Adsorptive desulfurization of model gasoline by using modified bentonite

This work involved the investigation on the removal of organic sulfur compounds from the model liquid fuels by using adsorption desulfurization (ADS) method. For this purpose, removal of 4-methyl dibenzothiophene (4-MDBT) in model gasoline streams with raw bentonite, nanobentonite and nanobentonite modified by nanomagnetite, active carbon and Ni(NO₃)₂.9H₂O was considered. Various factors influencing the desulfurization capability, including loading and baking temperature were investigated. Thermo-gravimetric analysis (TGA), Fourier transform infrared (FT-IR) spectroscopy, scanning electron microscopy (SEM) and energy dispersive X-ray spectrometry (EDX) showed that the ability of modified bentonite to adsorb 4-MDBT depends strongly on surface chemistry, particularly on the presence of basic oxygen-containing groups and acid content.
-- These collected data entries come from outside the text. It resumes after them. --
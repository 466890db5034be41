//! # trace
//!
//! Multi-format parsing of logger text dumps. Use
//! `trace::parse::from_text(...)` or `trace::parse::from_file(...)` to build
//! a [`crate::CanLog`]. Recognizer ordering policy lives in
//! [`format`]; the per-convention recognizers are in `trace::line`.

pub mod format;
pub mod parse;
pub(crate) mod abs_time;
pub(crate) mod line;
use std::fs::File;
use std::io::{BufReader, Read};
use std::path::Path;

use encoding_rs::WINDOWS_1252;

use crate::trace::format::{self, ParserConfig};
use crate::trace::{abs_time, line};
use crate::types::canlog::CanLog;
use crate::types::errors::TraceReadError;

/// Parses a trace document into a [`CanLog`].
///
/// The text is processed **per physical line** (`\n` or `\r\n`):
/// - until one is found, header lines are probed for an absolute start time
///   (ASC `date ...`, PCAN `;$STARTTIME=`); only the first hit is kept;
/// - blank lines and comment lines (leading `;`, `#` or `//`) are skipped
///   before any recognition is attempted;
/// - every other line is offered to the recognizers in the order selected
///   by `source_name`'s extension (see [`format::order_for_source`]); the
///   first success wins and no further recognizer is tried for that line.
///
/// A line no recognizer accepts is dropped with no diagnostic: the contract
/// is best-effort salvage of noisy captures, not validation. "The whole
/// document produced nothing" is visible as `CanLog::is_empty`, a normal
/// result rather than an error.
///
/// # Parameters
/// - `text`: the whole document.
/// - `source_name`: file name (or any hint) whose extension selects the
///   recognizer order; an empty string selects the configured fallback.
/// - `config`: explicit parser configuration (fallback recognizer order).
pub fn from_text(text: &str, source_name: &str, config: &ParserConfig) -> CanLog {
    let order = format::order_for_source(source_name, config);

    let mut log: CanLog = CanLog::default();
    let mut found_abs_time: bool = false;
    let mut dropped: usize = 0;

    for raw_line in text.lines() {
        let line_trimmed: &str = raw_line.trim();
        if line_trimmed.is_empty() {
            continue;
        }

        if !found_abs_time && let Some(time) = abs_time::from_header(line_trimmed) {
            log.absolute_time = time;
            found_abs_time = true;
            continue;
        }

        // comment markers across the supported conventions
        if line_trimmed.starts_with(';')
            || line_trimmed.starts_with('#')
            || line_trimmed.starts_with("//")
        {
            continue;
        }

        match order.iter().find_map(|f| line::recognize(*f, line_trimmed)) {
            Some(frame) => log.frames.push(frame),
            None => {
                dropped += 1;
                log::trace!("dropped unrecognized line: {line_trimmed}");
            }
        }
    }

    log::debug!(
        "trace '{}': {} frame(s) parsed, {} line(s) dropped",
        source_name,
        log.frames.len(),
        dropped
    );
    log
}

/// Reads a trace file and parses it with [`from_text`], using the file name
/// as the recognizer-order hint.
///
/// The raw bytes are decoded as Windows-1252: loggers on Windows write
/// traces that are not valid UTF-8, and every supported convention is ASCII
/// where it matters.
///
/// # Errors
/// - [`TraceReadError::OpenFile`] / [`TraceReadError::Read`] on I/O errors.
///   There is no extension allowlist: unknown extensions just select the
///   fallback recognizer order.
pub fn from_file(path: &str, config: &ParserConfig) -> Result<CanLog, TraceReadError> {
    let file: File = File::open(path).map_err(|source| TraceReadError::OpenFile {
        path: path.to_string(),
        source,
    })?;
    let mut reader: BufReader<File> = BufReader::new(file);

    let mut bytes: Vec<u8> = Vec::new();
    reader
        .read_to_end(&mut bytes)
        .map_err(|source| TraceReadError::Read {
            path: path.to_string(),
            source,
        })?;

    let (text, _, _) = WINDOWS_1252.decode(&bytes);
    let source_name: &str = Path::new(path)
        .file_name()
        .and_then(|n| n.to_str())
        .unwrap_or(path);
    Ok(from_text(&text, source_name, config))
}
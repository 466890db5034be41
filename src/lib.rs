//! # can_trace
//!
//! Rust engine for ingesting and decoding **automotive bus traffic** logs.
//!
//! ## Highlights
//! - **Multi-format trace parser**: candump, CRTD, GVRET CSV and Vector ASC
//!   lines are recognized per line, first match wins; noisy captures are
//!   salvaged, never rejected (`trace::parse`).
//! - **Catalog parser**: load message/signal layout definitions from `.dbc`
//!   style text into a [`CanMatrix`] (`matrix::parse`), or fall back to the
//!   bundled catalog (`matrix::default_matrix`).
//! - **Bit-exact decoding**: Intel and Motorola bit addressing, cross-byte
//!   fields, two's-complement sign extension, stable 10-significant-digit
//!   physical values (`decode`).
//! - **Canonical frames**: whatever convention a line used, a [`Frame`]
//!   always carries a normalized `0x…` identifier, counted `dlc` and
//!   uppercase hex data tokens.
//!
//! All parsing and decoding is pure and synchronous; the only I/O lives in
//! the `from_file` conveniences.

pub mod decode;
pub mod matrix;
pub mod trace;
#[doc(hidden)]
pub mod types;

// Top-level re-exports (appear under Crate Items → Structs)
#[doc(inline)]
pub use crate::types::{
    abs_time::AbsoluteTime,
    canlog::{CanLog, Direction, Frame},
    errors::{MatrixReadError, TraceReadError},
    matrix::{CanMatrix, dec_key_from_hex, normalize_id_hex},
    message_def::MessageDefinition,
    signal_def::SignalDefinition,
};

pub use crate::matrix::default_matrix;
pub use crate::trace::format::{LogFormat, ParserConfig};
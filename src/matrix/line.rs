use crate::types::matrix::dec_key_from_catalog;
use crate::types::message_def::MessageDefinition;
use crate::types::signal_def::SignalDefinition;

/// Decode a `BO_` message-definition line.
/// Accepts both: `BO_ 256 NAME: 8` and `BO_ 256 NAME : 8`, and a `0x` hex id.
/// Returns the decimal canonical key plus the (still signal-less) definition.
pub(crate) fn message_line(line: &str) -> Option<(String, MessageDefinition)> {
    let line: &str = line.trim();
    let after: &str = line.strip_prefix("BO_")?.trim();

    // 1) ID (first token), normalized to decimal text
    let mut split_once = after.splitn(2, char::is_whitespace);
    let id_str: &str = split_once.next()?;
    let rest: &str = split_once.next().unwrap_or("").trim();
    let key: String = dec_key_from_catalog(id_str)?;

    // 2) NAME (everything up to the first ':')
    let colon_pos: usize = rest.find(':')?;
    let name: &str = rest[..colon_pos].trim().trim_end_matches(':');
    if name.is_empty() {
        return None;
    }

    // 3) After ':' → <len>
    let byte_length: u16 = rest[colon_pos + 1..]
        .trim()
        .split_ascii_whitespace()
        .next()?
        .parse()
        .ok()?;

    Some((key, MessageDefinition::new(name, byte_length)))
}

/// Decode a `SG_` signal-definition line.
/// Format: `SG_ <name> : <start>|<length>@<endian><sign> (<factor>,<offset>) [<min>|<max>] "<unit>"`
/// The bracketed range is optional (absent ⇒ min = max = 0); the quoted unit
/// is required. Malformed required fields reject the whole line.
pub(crate) fn signal_line(line: &str) -> Option<SignalDefinition> {
    let line: &str = line.trim_start().trim_end_matches(';');
    if !line.starts_with("SG_") {
        return None;
    }

    let mut split_colon = line.splitn(2, ':');
    let left: &str = split_colon.next()?.trim(); // "SG_ NAME"
    let right: &str = split_colon.next()?.trim();

    let mut left_it = left.split_ascii_whitespace();
    let _sg: &str = left_it.next()?; // "SG_"
    let name: &str = left_it.next()?;

    let mut it = right.split_ascii_whitespace();

    // 1) bit info: "24|8@1+"
    let bit_info: &str = it.next()?;
    let (bit_pos_len, es) = bit_info.split_once('@')?;
    let (start_str, len_str) = bit_pos_len.split_once('|')?;
    let bit_start: u16 = start_str.parse().ok()?;
    let bit_length: u16 = len_str.parse().ok()?;
    if bit_length == 0 {
        return None;
    }
    let little_endian: bool = match es.chars().next()? {
        '1' => true,
        '0' => false,
        _ => return None,
    };
    let signed: bool = match es.chars().nth(1)? {
        '-' => true,
        '+' => false,
        _ => return None,
    };

    // 2) "(factor,offset)", possibly split across tokens, gather until ')'
    let paren: &str = it.next()?;
    if !paren.starts_with('(') {
        return None;
    }
    let mut acc = String::from(paren);
    while !acc.ends_with(')') {
        acc.push_str(it.next()?);
    }
    let inner: &str = acc.trim_start_matches('(').trim_end_matches(')');
    let (factor_str, offset_str) = inner.split_once(',')?;
    let factor: f64 = factor_str.trim().parse().ok()?;
    let offset: f64 = offset_str.trim().parse().ok()?;

    // 3) optional "[min|max]"
    let mut min: f64 = 0.0;
    let mut max: f64 = 0.0;
    let mut next_tok: &str = it.next()?;
    let bounds_owned: String;
    if next_tok.starts_with('[') {
        if next_tok.ends_with(']') {
            bounds_owned = next_tok.to_string();
        } else {
            let mut b = String::from(next_tok);
            while !b.ends_with(']') {
                b.push(' ');
                b.push_str(it.next()?);
            }
            bounds_owned = b;
        }
        let inner: &str = bounds_owned.trim_start_matches('[').trim_end_matches(']');
        let (min_str, max_str) = inner.split_once('|')?;
        min = min_str.trim().parse().ok()?;
        max = max_str.trim().parse().ok()?;
        next_tok = it.next()?;
    }

    // 4) "unit": quoted, possibly spanning tokens
    if !next_tok.starts_with('"') {
        return None;
    }
    let mut unit_acc = String::from(next_tok);
    while unit_acc.len() < 2 || !unit_acc.ends_with('"') {
        unit_acc.push(' ');
        unit_acc.push_str(it.next()?);
    }
    let unit: String = unit_acc.trim_matches('"').to_string();

    Some(SignalDefinition {
        name: name.to_string(),
        bit_start,
        bit_length,
        little_endian,
        signed,
        factor,
        offset,
        min,
        max,
        unit,
    })
}
// SPDX-License-Identifier: BUSL-1.1
// Copyright (c) 2026 Alfred Jean LLC

use super::*;
use serde_json::json;
use yare::parameterized;

fn from_crawler(target: Target, kind: &str) -> Envelope {
    Envelope::new(Peer::Crawler, target, kind, json!({"n": 1}))
}

#[test]
fn ready_is_handled_locally() {
    assert_eq!(
        route(ProcessName::Backend, Envelope::new(Peer::Backend, Target::Supervisor, "ready", json!(null))),
        vec![Route::Ready(ProcessName::Backend)]
    );
}

#[test]
fn ping_is_answered_with_pong_to_sender() {
    let routes = route(ProcessName::Crawler, from_crawler(Target::Supervisor, "ping"));
    let [Route::Forward { to, envelope }] = routes.as_slice() else {
        panic!("expected one forward, got {routes:?}");
    };
    assert_eq!(*to, ProcessName::Crawler);
    assert_eq!(envelope.kind, "pong");
    assert_eq!(envelope.source, Peer::Supervisor);
    assert_eq!(envelope.target, Target::Crawler);
    assert_eq!(envelope.payload, json!({"n": 1}));
}

#[test]
fn other_supervisor_types_are_unhandled() {
    assert_eq!(
        route(ProcessName::Crawler, from_crawler(Target::Supervisor, "metrics")),
        vec![Route::Unhandled { from: ProcessName::Crawler, kind: "metrics".into() }]
    );
}

#[test]
fn broadcast_skips_the_sender() {
    let envelope = from_crawler(Target::Broadcast, "status");
    assert_eq!(
        route(ProcessName::Crawler, envelope.clone()),
        vec![Route::Forward { to: ProcessName::Backend, envelope }]
    );
}

#[parameterized(
    to_backend = { Target::Backend, ProcessName::Backend },
    to_crawler = { Target::Crawler, ProcessName::Crawler },
)]
fn direct_targets_are_forwarded(target: Target, expected: ProcessName) {
    let envelope = from_crawler(target, "job_update");
    assert_eq!(
        route(ProcessName::Crawler, envelope.clone()),
        vec![Route::Forward { to: expected, envelope }]
    );
}
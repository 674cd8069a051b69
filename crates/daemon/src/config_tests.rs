// SPDX-License-Identifier: BUSL-1.1
// Copyright (c) 2026 Alfred Jean LLC

use super::*;

fn parts(file: FileConfig, grace: Option<Duration>) -> Result<SupervisorConfig, ConfigError> {
    SupervisorConfig::from_parts("/state".into(), "/state/crawler.sock".into(), file, grace)
}

#[test]
fn defaults_without_file() {
    let config = parts(FileConfig::default(), None).unwrap();
    assert_eq!(config.grace, DEFAULT_GRACE);
    assert_eq!(config.restart, RestartPolicy::default());
    assert_eq!(config.processes[&ProcessName::Crawler].command, "hv-crawler");
    assert_eq!(config.processes[&ProcessName::Backend].command, "hv-backend");
    assert_eq!(config.lock_path, PathBuf::from("/state/hvd.pid"));
    assert_eq!(config.log_dir, PathBuf::from("/state/logs"));
}

#[test]
fn file_values_are_applied() {
    let file: FileConfig = toml::from_str(
        r#"
        grace_ms = 2500

        [restart]
        base_ms = 50
        max_restarts = 4

        [crawler]
        command = "node"
        args = ["crawler.js"]
        env = { NODE_ENV = "production" }
        "#,
    )
    .unwrap();
    let config = parts(file, None).unwrap();

    assert_eq!(config.grace, Duration::from_millis(2500));
    assert_eq!(config.restart.base, Duration::from_millis(50));
    assert_eq!(config.restart.max, Duration::from_millis(30_000));
    assert_eq!(config.restart.max_restarts, 4);
    let crawler = &config.processes[&ProcessName::Crawler];
    assert_eq!(crawler.args, vec!["crawler.js".to_string()]);
    assert_eq!(crawler.env["NODE_ENV"], "production");
}

#[test]
fn env_grace_overrides_file() {
    let file = FileConfig { grace_ms: Some(2500), ..Default::default() };
    let config = parts(file, Some(Duration::from_millis(100))).unwrap();
    assert_eq!(config.grace, Duration::from_millis(100));
}

#[test]
fn unknown_keys_are_rejected() {
    assert!(toml::from_str::<FileConfig>("restart_base = 1").is_err());
}

#[test]
fn empty_command_is_rejected() {
    let file = FileConfig { backend: Some(ProcessSpec::new(" ")), ..Default::default() };
    assert!(matches!(parts(file, None), Err(ConfigError::EmptyCommand(ProcessName::Backend))));
}

#[test]
fn read_reports_parse_errors_with_path() {
    let dir = tempfile::tempdir().unwrap();
    let path = dir.path().join("harvest.toml");
    std::fs::write(&path, "grace_ms = \"soon\"").unwrap();
    let err = FileConfig::read(&path).unwrap_err();
    assert!(matches!(err, ConfigError::Parse { .. }));
    assert!(err.to_string().contains("harvest.toml"));
}

#[test]
fn child_env_points_at_shared_paths() {
    let config = parts(FileConfig::default(), None).unwrap();
    assert_eq!(
        config.child_env(),
        vec![
            ("HV_STATE_DIR".to_string(), "/state".to_string()),
            ("HV_SOCKET".to_string(), "/state/crawler.sock".to_string()),
        ]
    );
}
The adsorbents tested for desulfurization capacity at breakthrough followed the order: 30wt% Fe₃O₄/30wt% Active carbon/40% Na -Nanobentonite?>?30wt% Fe₃O₄/30wt% Active carbon/40% Ca – Nanobentonite > 30wt % Fe₃O₄/70% Ca-Nanobentonite?>?15wt % Fe₃O₄/15wt% Ni/70% Ca– Nanobentonite. The results of preliminary tests for raw bentonite and nanobentonite were not significant in comparison with the modified nanobentonites: a, b, c, d samples, (about 40% lower than the four sample models). The optimum calcination temperature was 800°C. The multivariate methods were used for optimization of acceptance parameters. A Plackett–Burman design (PBD) was chosen as a screening method to estimate the relative influence of the factors that can be affected on the analytical response. Results show that surface area, pore size and pore volume of the bentonite can be increased several times using the impregnation method by 30wt% Fe₃O₄/30% active carbon. Also, the surface morphology of the bentonite is changed with this modification.